Einflüsse auf die Sprache waren eine Folge davon. Im Umgang mit Grenzen, im Aufbrechen von bisher streng tabuisierten Inhalten, formte sich eine völlig anders geartete Literatur-Sprache.
Eine wichtige gesellschaftliche Funktion kam der Literatur zu. Sie spielte eine Vorreiter-Rolle für gesellschaftliche Prozesse. Neue Rollenbilder für Mann und Frau und für „diverse Personen“ entstanden. Die weltweite Krisen-Situation, der Krieg und die Versorgungs-Engpässe mit Energie und mit anderen lebenswichtigen Ressourcen werden die Schreibenden auch künftig beschäftigen. Literatur wird auch weiterhin politische Themen zu transportieren und neue Gesellschafts-Formen zu etablieren haben.

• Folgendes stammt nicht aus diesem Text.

//! Search request construction.
//!
//! Query fragments are built by the caller and stay opaque here. This module only deals with the
//! parts of a search request the repository owns: sorting, pagination and the total-hits flag.
//!
//! # Sort expressions
//!
//! A sort expression is a comma separated list of field names. A leading `-` sorts that field in
//! descending order, a leading `+` (or no prefix) in ascending order:
//!
//! ```ignore
//! use docmapper::query::{parse_sort, SortDirection};
//!
//! let sort = parse_sort("-dateOfBirth, username");
//! assert_eq!(sort[0].field, "dateOfBirth");
//! assert_eq!(sort[0].direction, SortDirection::Desc);
//! ```

use serde_json::{Map, Value, json};

use crate::field_map::FieldMap;

/// Sort direction for search results.
#[derive(Debug, Clone, Copy, PartialEq, Eq)]
pub enum SortDirection {
    /// Ascending order (A to Z, 0 to 9, earliest to latest).
    Asc,
    /// Descending order (Z to A, 9 to 0, latest to earliest).
    Desc,
}

impl SortDirection {
    pub fn as_str(&self) -> &'static str {
        match self {
            SortDirection::Asc => "asc",
            SortDirection::Desc => "desc",
        }
    }
}

/// One term of a sort specification.
#[derive(Debug, Clone, PartialEq, Eq)]
pub struct Sort {
    /// The field name to sort by.
    pub field: String,
    /// The sort direction.
    pub direction: SortDirection,
}

impl Sort {
    pub fn new(field: impl Into<String>, direction: SortDirection) -> Self {
        Self { field: field.into(), direction }
    }

    /// Engine sort clause for this term: `{"<field>": {"order": "asc"}}`.
    pub fn to_clause(&self) -> Value {
        json!({ self.field.as_str(): { "order": self.direction.as_str() } })
    }
}

/// Parses a sort expression into its terms, skipping blank ones.
pub fn parse_sort(expression: &str) -> Vec<Sort> {
    expression
        .split(',')
        .map(str::trim)
        .filter_map(|term| {
            let (field, direction) = match term.as_bytes().first() {
                Some(b'-') => (&term[1..], SortDirection::Desc),
                Some(b'+') => (&term[1..], SortDirection::Asc),
                _ => (term, SortDirection::Asc),
            };
            let field = field.trim();

            (!field.is_empty()).then(|| Sort::new(field, direction))
        })
        .collect()
}

/// Translates a sort expression into engine sort clauses.
///
/// Each term is resolved to its wire key through the field map, by wire key or by in-memory
/// field name. Terms that match no field are dropped.
pub fn build_sort(expression: &str, map: &FieldMap) -> Vec<Value> {
    parse_sort(expression)
        .into_iter()
        .filter_map(|sort| {
            map.resolve_key(&sort.field)
                .map(|key| Sort::new(key, sort.direction).to_clause())
        })
        .collect()
}

/// A paginated search request.
///
/// Serializes into the body of a search call:
/// `{"query": ..., "sort": [...], "from": n, "size": n, "track_total_hits": true}`, plus
/// `"version": true` when hits must carry their document version.
#[derive(Debug, Clone, PartialEq)]
pub struct SearchRequest {
    /// Engine query fragment. `None` matches every document.
    pub query: Option<Value>,
    pub sort: Vec<Value>,
    pub from: Option<u64>,
    pub size: Option<u64>,
    pub track_total_hits: bool,
    pub version: bool,
}

impl Default for SearchRequest {
    fn default() -> Self {
        Self {
            query: None,
            sort: Vec::new(),
            from: None,
            size: None,
            track_total_hits: true,
            version: false,
        }
    }
}

impl SearchRequest {
    pub fn new() -> Self {
        Self::default()
    }

    /// Creates a new search request builder.
    pub fn builder() -> SearchRequestBuilder {
        SearchRequestBuilder::new()
    }

    /// The query fragment, or `match_all` when none was set.
    pub fn query_or_match_all(&self) -> Value {
        self.query
            .clone()
            .unwrap_or_else(|| json!({ "match_all": {} }))
    }

    /// Builds the JSON body sent to the engine.
    pub fn to_body(&self) -> Value {
        let mut body = Map::new();

        body.insert("query".to_string(), self.query_or_match_all());

        if !self.sort.is_empty() {
            body.insert("sort".to_string(), Value::Array(self.sort.clone()));
        }
        if let Some(from) = self.from {
            body.insert("from".to_string(), Value::from(from));
        }
        if let Some(size) = self.size {
            body.insert("size".to_string(), Value::from(size));
        }

        body.insert("track_total_hits".to_string(), Value::Bool(self.track_total_hits));

        if self.version {
            body.insert("version".to_string(), Value::Bool(true));
        }

        Value::Object(body)
    }
}

#[derive(Debug, Clone, Default)]
pub struct SearchRequestBuilder {
    request: SearchRequest,
}

impl SearchRequestBuilder {
    pub fn new() -> Self {
        Self { request: SearchRequest::default() }
    }

    pub fn query(mut self, query: Value) -> Self {
        self.request.query = Some(query);
        self
    }

    pub fn sort(mut self, sort: Vec<Value>) -> Self {
        self.request.sort = sort;
        self
    }

    /// Sets the number of hits to skip.
    pub fn from(mut self, from: u64) -> Self {
        self.request.from = Some(from);
        self
    }

    /// Sets the maximum number of hits to return.
    pub fn size(mut self, size: u64) -> Self {
        self.request.size = Some(size);
        self
    }

    pub fn track_total_hits(mut self, track: bool) -> Self {
        self.request.track_total_hits = track;
        self
    }

    /// Asks the engine to return each hit's document version.
    pub fn version(mut self, version: bool) -> Self {
        self.request.version = version;
        self
    }

    pub fn build(self) -> SearchRequest {
        self.request
    }
}

#[cfg(test)]
mod tests {
    use super::*;
    use crate::{
        field_map::FieldMapOptions,
        record::{FieldDescriptor, FieldKind},
    };
    use pretty_assertions::assert_eq;

    const USER: &[FieldDescriptor] = &[
        FieldDescriptor::new("id", FieldKind::String).identifier(),
        FieldDescriptor::new("username", FieldKind::String),
        FieldDescriptor::new("date_of_birth", FieldKind::Optional).key("dateOfBirth"),
    ];

    #[test]
    fn parses_directions_and_skips_blank_terms() {
        assert_eq!(
            parse_sort(" -dateOfBirth, +username ,, id,-"),
            vec![
                Sort::new("dateOfBirth", SortDirection::Desc),
                Sort::new("username", SortDirection::Asc),
                Sort::new("id", SortDirection::Asc),
            ],
        );
    }

    #[test]
    fn empty_expression_has_no_terms() {
        assert!(parse_sort("").is_empty());
    }

    #[test]
    fn sort_terms_resolve_through_the_field_map() {
        let map = FieldMap::from_descriptors("User", USER, &FieldMapOptions::default()).unwrap();

        assert_eq!(
            build_sort("-date_of_birth,username,nickname", &map),
            vec![
                json!({ "dateOfBirth": { "order": "desc" } }),
                json!({ "username": { "order": "asc" } }),
            ],
        );
    }

    #[test]
    fn body_carries_pagination_and_exact_totals() {
        let request = SearchRequest::builder()
            .query(json!({ "term": { "username": "tony" } }))
            .sort(vec![json!({ "username": { "order": "asc" } })])
            .from(20)
            .size(10)
            .build();

        assert_eq!(
            request.to_body(),
            json!({
                "query": { "term": { "username": "tony" } },
                "sort": [{ "username": { "order": "asc" } }],
                "from": 20,
                "size": 10,
                "track_total_hits": true
            }),
        );
    }

    #[test]
    fn missing_query_matches_everything() {
        assert_eq!(
            SearchRequest::new().to_body(),
            json!({ "query": { "match_all": {} }, "track_total_hits": true }),
        );
    }
}
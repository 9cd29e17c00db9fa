//! Buffered bulk deletion.
//!
//! [`BulkDeleter`] collects ids and submits them to the engine in bulk requests of at most
//! [`BulkConfig::flush_items`] ids. Items the engine fails are reported one by one to the
//! failure callback; the deleter never stops on a failed item.
//!
//! ```ignore
//! let mut failed = Vec::new();
//! let mut deleter = BulkDeleter::new(&engine, "users", BulkConfig::default())
//!     .on_failure(|item| failed.push(item.id.clone()));
//!
//! deleter.add("a").await?;
//! deleter.add("b").await?;
//! deleter.close().await?;
//! ```

use serde::{Deserialize, Serialize};
use tracing::{debug, warn};

use crate::{
    engine::IndexEngine,
    envelope::{BulkItem, BulkItemError},
    error::{DocumentStoreError, DocumentStoreResult},
};

/// Tuning for bulk requests.
#[derive(Serialize, Deserialize, Debug, Clone, Copy, PartialEq, Eq)]
pub struct BulkConfig {
    /// Number of buffered ids that triggers a flush.
    #[serde(default = "default_flush_items")]
    pub flush_items: usize,
}

fn default_flush_items() -> usize {
    500
}

impl Default for BulkConfig {
    fn default() -> Self {
        Self { flush_items: default_flush_items() }
    }
}

/// Counters accumulated by a [`BulkDeleter`].
#[derive(Debug, Clone, Copy, Default, PartialEq, Eq)]
pub struct BulkStats {
    /// Number of bulk requests sent.
    pub flushed: u64,
    pub succeeded: u64,
    pub failed: u64,
}

/// Result of [`Repository::delete_batch`](crate::repository::Repository::delete_batch).
///
/// Per-item failures only show up in `failed_ids`. `error` holds the first error that affected
/// the batch as a whole.
#[derive(Debug, Default)]
pub struct BatchDelete {
    pub failed_ids: Vec<String>,
    pub error: Option<DocumentStoreError>,
}

impl BatchDelete {
    pub fn is_complete(&self) -> bool {
        self.failed_ids.is_empty() && self.error.is_none()
    }
}

type FailureCallback<'a> = Box<dyn FnMut(&BulkItem) + Send + 'a>;

pub struct BulkDeleter<'a, E: IndexEngine> {
    engine: &'a E,
    index: String,
    config: BulkConfig,
    pending: Vec<String>,
    on_failure: Option<FailureCallback<'a>>,
    stats: BulkStats,
}

impl<'a, E: IndexEngine> BulkDeleter<'a, E> {
    pub fn new(engine: &'a E, index: impl Into<String>, config: BulkConfig) -> Self {
        Self {
            engine,
            index: index.into(),
            config,
            pending: Vec::new(),
            on_failure: None,
            stats: BulkStats::default(),
        }
    }

    /// Registers the callback invoked for every item the engine fails.
    pub fn on_failure(mut self, callback: impl FnMut(&BulkItem) + Send + 'a) -> Self {
        self.on_failure = Some(Box::new(callback));
        self
    }

    pub fn stats(&self) -> BulkStats {
        self.stats
    }

    /// Buffers an id, flushing when the buffer is full.
    ///
    /// # Errors
    ///
    /// Returns the error of the triggered flush, if any. The ids of that flush have already been
    /// reported to the failure callback.
    pub async fn add(&mut self, id: impl Into<String>) -> DocumentStoreResult<()> {
        self.pending.push(id.into());

        if self.pending.len() >= self.config.flush_items.max(1) {
            self.flush().await?;
        }

        Ok(())
    }

    /// Sends everything buffered so far as one bulk request.
    pub async fn flush(&mut self) -> DocumentStoreResult<()> {
        if self.pending.is_empty() {
            return Ok(());
        }

        let ids = std::mem::take(&mut self.pending);
        let count = ids.len();
        self.stats.flushed += 1;

        let response = match self.engine.bulk_delete(&self.index, ids.clone()).await {
            Ok(response) => response,
            Err(error) => {
                warn!(index = %self.index, count, %error, "bulk delete request failed");

                for id in ids {
                    self.report(&BulkItem {
                        id,
                        status: 0,
                        result: None,
                        error: Some(BulkItemError {
                            kind: "request_failed".to_string(),
                            reason: error.to_string(),
                        }),
                    });
                }

                return Err(error);
            }
        };

        debug!(index = %self.index, count, errors = response.errors, "bulk delete flushed");

        for item in &response.items {
            if item.is_failure() {
                self.report(item);
            } else {
                self.stats.succeeded += 1;
            }
        }

        Ok(())
    }

    /// Flushes the remaining ids and releases the deleter.
    pub async fn close(mut self) -> DocumentStoreResult<BulkStats> {
        self.flush().await?;

        Ok(self.stats)
    }

    fn report(&mut self, item: &BulkItem) {
        self.stats.failed += 1;

        debug!(index = %self.index, id = %item.id, status = item.status, "bulk delete item failed");

        if let Some(callback) = self.on_failure.as_mut() {
            callback(item);
        }
    }
}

Die Fantasie darf innerhalb dieser themen- und gesellschaftspolitisch orientierten Literatur nicht verloren gehen. Das magische Denken und Schreiben muss auch weiterhin Räume schaffen und Anderswelten, in die Leserinnen und Leser abtauchen können. Literatur gegen den Tunnelblick, Literatur, die eine Weitwinkel-Perspektive eröffnet und neue Lebensformen propagiert, ist gefragt.